Here's a question:
Derive $$\frac{\mathrm{d}}{\mathrm{d}z} z^n = nz^{n-1},$$ when n is a positive integer by using mathematical induction and and the derivative of a product of two functions $$\frac{\mathrm{d}}{\mathrm{d}z} f(z)g(z) = f(z)g'(z) + f'(z)g(z).$$
Here's what I did. Is this mathematical induction performed correctly?

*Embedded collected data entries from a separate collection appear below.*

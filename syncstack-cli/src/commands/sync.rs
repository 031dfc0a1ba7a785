use std::path::Path;

use secrecy::SecretString;
use serde_json::Value;

use syncstack::{parse_repo_list, Strategy, SyncEngine};

use super::{to_json, ApiResponse};

/// Prints the bare [`SyncResult`](syncstack::SyncResult).
pub fn sync(
    engine: &SyncEngine,
    path: &Path,
    name: &str,
    url: &str,
    credential: String,
    strategy: &str,
) -> Value {
    let credential = SecretString::from(credential);
    let result = engine.sync(path, name, url, &credential, Strategy::from_token(strategy));
    to_json(&result)
}

/// `{"success": true, "results": [{"repo", "result"}]}`. Only a malformed
/// repository list fails the whole command.
pub fn batch_sync(engine: &SyncEngine, credential: String, repos_json: &str, strategy: &str) -> Value {
    let repos = match parse_repo_list(repos_json) {
        Ok(repos) => repos,
        Err(e) => return ApiResponse::<()>::err(e.to_string()).into_json(),
    };

    log::info!(
        "Batch sync of {} repositories into {}",
        repos.len(),
        engine.workspace_root().display()
    );

    let credential = SecretString::from(credential);
    let batch = engine.batch_sync(&credential, &repos, Strategy::from_token(strategy));
    ApiResponse::ok(batch).into_json()
}
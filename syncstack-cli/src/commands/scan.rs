use std::path::Path;

use serde::Serialize;
use serde_json::Value;

use syncstack::{RepoRecord, SyncEngine};

use super::ApiResponse;

#[derive(Debug, Serialize)]
pub struct ScanResult {
    pub repos: Vec<RepoRecord>,
}

pub fn scan_local(engine: &SyncEngine, path: &Path, depth: usize) -> Value {
    let response: ApiResponse<ScanResult> = engine
        .scan(path, depth)
        .map(|repos| ScanResult { repos })
        .into();
    response.into_json()
}
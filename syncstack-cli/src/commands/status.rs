use std::path::Path;

use serde::Serialize;
use serde_json::Value;

use syncstack::SyncEngine;

use super::{to_json, ApiResponse};

#[derive(Debug, Serialize)]
pub struct FileDiff {
    pub file: String,
    pub diff: String,
}

/// Prints the bare status report; `{"exists": false}` for a non-repository.
pub fn get_status(engine: &SyncEngine, path: &Path) -> Value {
    to_json(&engine.status(path))
}

pub fn get_detailed_status(engine: &SyncEngine, path: &Path) -> Value {
    ApiResponse::from(engine.detailed_status(path)).into_json()
}

pub fn get_file_diff(engine: &SyncEngine, path: &Path, file: &str) -> Value {
    let response: ApiResponse<FileDiff> = engine
        .file_diff(path, file)
        .map(|diff| FileDiff {
            file: file.to_string(),
            diff,
        })
        .into();
    response.into_json()
}
//! Remote hosting API collaborator.
//!
//! The engine never calls the hosting API itself; these calls back the
//! account, repository listing and workflow commands of the CLI.

mod github;

use async_trait::async_trait;
use secrecy::SecretString;
use serde_json::Value;

use crate::error::GatewayResult;

pub use github::GitHubGateway;

/// Operations against a repository hosting service.
///
/// Listing and lookup calls return the service's JSON objects unchanged.
#[async_trait]
pub trait RemoteGateway: Send + Sync {
    /// Returns the authenticated user when the token belongs to `username`
    /// (compared case-insensitively).
    async fn validate(&self, username: &str, token: &SecretString) -> GatewayResult<Value>;

    /// Repositories of the authenticated user, most recently updated first.
    async fn list_repos(&self, token: &SecretString) -> GatewayResult<Vec<Value>>;

    async fn search_repos(&self, token: &SecretString, query: &str) -> GatewayResult<Vec<Value>>;

    async fn create_repo(
        &self,
        token: &SecretString,
        name: &str,
        description: Option<&str>,
        private: bool,
    ) -> GatewayResult<Value>;

    /// Workflows of `repo` (`owner/name`).
    async fn list_workflows(&self, token: &SecretString, repo: &str) -> GatewayResult<Vec<Value>>;

    async fn list_workflow_runs(&self, token: &SecretString, repo: &str)
        -> GatewayResult<Vec<Value>>;

    /// Dispatches `workflow` (id or file name) on `git_ref`.
    async fn trigger_workflow(
        &self,
        token: &SecretString,
        repo: &str,
        workflow: &str,
        git_ref: &str,
    ) -> GatewayResult<()>;
}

Base case: n = 1 $$\frac{\mathrm{d}}{\mathrm{d}z} z^1 = 1z^{1-1}$$ $$1 = 1$$
Base case is true.
Inductive step: Assume true for $n = k$, show true for $k + 1$.

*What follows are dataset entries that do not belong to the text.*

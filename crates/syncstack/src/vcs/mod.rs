//! Version-control subprocess boundary and output parsing.

pub mod parse;
pub mod runner;

#[cfg(test)]
pub(crate) mod testing;

pub use runner::{GitProcessRunner, ProcessOutput, RunOutcome, SpawnFailure, VcsRunner};
//! Clone-or-update of a single repository.

use std::path::{Path, PathBuf};
use std::sync::Arc;

use secrecy::{ExposeSecret, SecretString};

use super::credentials::CredentialPolicy;
use super::snapshot::SnapshotManager;
use super::status::StatusInspector;
use super::types::{Risk, Strategy, SyncResult};
use crate::sanitize::{redact_repo_url, redact_urls_in, scrub_secret};
use crate::vcs::parse::format_git_error;
use crate::vcs::VcsRunner;

/// Performs one sync: clone when the working copy is absent, otherwise
/// snapshot then apply the chosen strategy.
pub struct SyncExecutor {
    runner: Arc<dyn VcsRunner>,
    inspector: StatusInspector,
    snapshots: SnapshotManager,
    credentials: CredentialPolicy,
}

impl SyncExecutor {
    pub fn new(
        runner: Arc<dyn VcsRunner>,
        inspector: StatusInspector,
        snapshots: SnapshotManager,
        credentials: CredentialPolicy,
    ) -> Self {
        Self {
            runner,
            inspector,
            snapshots,
            credentials,
        }
    }

    pub fn inspector(&self) -> &StatusInspector {
        &self.inspector
    }

    pub fn snapshots(&self) -> &SnapshotManager {
        &self.snapshots
    }

    /// Syncs `path` with `remote_url`.
    ///
    /// The strategy is ignored when the working copy does not exist yet: the
    /// repository is cloned and the result reports `clone`. For an existing
    /// working copy a backup branch is always attempted before anything is
    /// mutated; a failed backup does not block the sync.
    ///
    /// `Reset` fails without resetting when `fetch origin` fails, rather than
    /// resetting to a possibly stale `origin/<branch>`.
    pub fn sync(
        &self,
        path: &Path,
        name: &str,
        remote_url: &str,
        credential: &SecretString,
        strategy: Strategy,
    ) -> SyncResult {
        let status = self.inspector.inspect(path);
        let Some(state) = status.state else {
            return self.clone_repo(path, name, remote_url, credential);
        };

        match state.risk {
            Risk::High => log::warn!(
                "Syncing {} with {} risk: {}",
                name,
                state.risk,
                state.risk_reason
            ),
            _ => log::info!("Syncing {} ({} risk, {:?})", name, state.risk, strategy),
        }

        let snapshot = self.snapshots.snapshot(path);
        if snapshot.is_none() {
            log::warn!("Proceeding without backup branch for {}", name);
        }

        match self.apply(path, &state.branch, strategy) {
            Ok(()) => SyncResult::synced(strategy, snapshot),
            Err(diagnostic) => {
                let diagnostic = scrub_credential(&diagnostic, credential);
                log::warn!("Sync of {} failed: {}", name, diagnostic);
                SyncResult::sync_failed(strategy, &diagnostic, snapshot)
            }
        }
    }

    fn apply(&self, path: &Path, branch: &str, strategy: Strategy) -> Result<(), String> {
        match strategy {
            Strategy::Reset => {
                self.step(path, &["fetch", "origin"])?;
                let target = format!("origin/{}", branch);
                self.step(path, &["reset", "--hard", &target])
            }
            Strategy::Rebase => self.step(path, &["pull", "--rebase", "origin", branch]),
            Strategy::Pull => self.step(path, &["pull", "--no-rebase", "origin", branch]),
        }
    }

    /// Runs one mutating command; the error is the diagnostic text.
    fn step(&self, path: &Path, args: &[&str]) -> Result<(), String> {
        match self.runner.run(path, args) {
            Ok(output) if output.success() => Ok(()),
            Ok(output) => Err(format_git_error(&output)),
            Err(failure) => Err(failure.to_string()),
        }
    }

    fn clone_repo(
        &self,
        path: &Path,
        name: &str,
        remote_url: &str,
        credential: &SecretString,
    ) -> SyncResult {
        let Some(target) = path.file_name().and_then(|n| n.to_str()) else {
            return SyncResult::clone_failed(&format!(
                "invalid target path '{}'",
                path.display()
            ));
        };
        let parent = match path.parent() {
            Some(p) if !p.as_os_str().is_empty() => p.to_path_buf(),
            _ => PathBuf::from("."),
        };

        if let Err(e) = std::fs::create_dir_all(&parent) {
            return SyncResult::clone_failed(&format!(
                "could not create '{}': {}",
                parent.display(),
                e
            ));
        }

        log::info!(
            "Cloning {} from {} into {}",
            name,
            redact_repo_url(remote_url),
            path.display()
        );

        let auth_url = self.credentials.authenticated_url(remote_url, credential);
        match self.runner.run(&parent, &["clone", &auth_url, target]) {
            Ok(output) if output.success() => SyncResult::cloned(),
            Ok(output) => {
                let diagnostic = scrub_credential(&output.stderr, credential);
                log::warn!("Clone of {} failed: {}", name, diagnostic.trim());
                SyncResult::clone_failed(&diagnostic)
            }
            Err(failure) => SyncResult::clone_failed(&failure.to_string()),
        }
    }
}

/// Shorter secrets are only masked where they appear as URL userinfo;
/// replacing them everywhere would mangle ordinary words in the diagnostic.
const MIN_SCRUBBED_SECRET_LEN: usize = 8;

fn scrub_credential(text: &str, credential: &SecretString) -> String {
    let mut scrubbed = redact_urls_in(text);
    let secret = credential.expose_secret();
    let token = secret.split_once(':').map(|(_, token)| token);

    for part in std::iter::once(secret).chain(token) {
        if part.len() >= MIN_SCRUBBED_SECRET_LEN {
            scrubbed = scrub_secret(&scrubbed, part);
        }
    }
    scrubbed
}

So show: $$\frac{\mathrm{d}}{\mathrm{d}z} z^{(k+1)} = (k+1)z^{(k+1) - 1} = (k+1)z^k$$
$$\frac{\mathrm{d}}{\mathrm{d}z} z^{(k+1)} = \frac{\mathrm{d}}{\mathrm{d}z} z^kz.$$
Using derivative of a product of two functions: $$\frac{\mathrm{d}}{\mathrm{d}z} z^kz =z^k\cdot 1 + kz^{k-1}\cdot z$$ $$ =z^k + kz^k$$ $$ = (k+1)z^k$$
So as the base case holds and the inductive step holds, this means the original statement is valid?